L’orrore nella parola assume un impatto ancora più forte. E si sta male vedendo questo bel film, un importante documento di memoria, pensando a come la verità, e la vita delle persone, sono state e continuano a essere oltraggiate, a quanto si sia fatto perché quei fatti venissero minimizzati se non percepiti dall’opinione pubblica come la conseguenza ovvia ai gesti dei «soliti vandali». Mentre la classe politica che è ancora là, l’attuale governo, non ha mai assunto la minima responsabilità.
I ragazzi e Bachschmidt si sono conosciuti dopo, al processo, è nata un’amicizia e un legame di fiducia che erano fondamentali in un film come questo. Non c’è nessun italiano, una scelta dovuta al fatto che nella Diaz, spiega il regista, c’era un’alta percentuale di ragazzi stranieri. «Inoltre la restituzione dei fatti nel loro racconto era più incisiva forsehé nei loro paesi non si è più parlato del G8, almeno fino al processo».

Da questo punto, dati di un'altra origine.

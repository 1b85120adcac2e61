//! Scene management system
//!
//! Provides the retained scene graph: a tree of transform-bearing nodes
//! owned by a [`SceneGraph`] arena, with world transforms computed by
//! composing parent-to-child once per frame.
//!
//! ## Architecture
//!
//! ```text
//! AnimationDriver (per-tick rotation writes)
//!      ↓
//! SceneGraph (world-transform composition)
//!      ↓
//! RenderLoopHost (draws from cached world transforms)
//! ```
//!
//! The graph owns every node exclusively; callers hold [`NodeHandle`]s.
//! A stale or foreign handle surfaces [`SceneError::InvalidHandle`] at the
//! offending call, synchronously.

mod graph;
mod node;

pub use graph::{SceneError, SceneGraph};
pub use node::{MaterialDesc, Node, NodeFlags, NodeHandle, SphereShape, Visual};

Non c’è però solo Genova 2001 nel film, ed è l’altra sua importante scommessa. Le testimonianze infatti parlano anche del dopo, cosa è accaduto a chi ha vissuto un trauma tanto grande, quanto ha cambiato la vita e il modo di stare al mondo, un fuoricampo che non esiste nell’informazione ufficiale, spenti i riflettori ciò che resta ai margini non interessa a nessuno.
«La polizia non è riuscita a farmi mollare tutto» dice Muli che dopo anni di depressione, una terapia, è riuscito a riprendere in mano la sua vita e lavora con un gruppo di sostegno psicologico a chi ha subito situazioni simili alla sua. La visione della politica è cambiata, è messa in pratica in scelte più minimali, senza la dimensione più esibita della grande protesta.
Dice Bachschmidt: «Un processo può affrontare le responsabilità penali ma per quelle politiche non serve a nulla. La politica rispetto al G8 è stata sempre assente, ma è chiaro che la strategia messa in atto durante quel G8 era mirata, si verificava in un momento storico ben preciso. Non era solo questione di Genova, la repressione a quel vertice è stata organizzata per colpire un movimento globale, che stava mobilitando migliaia di persone».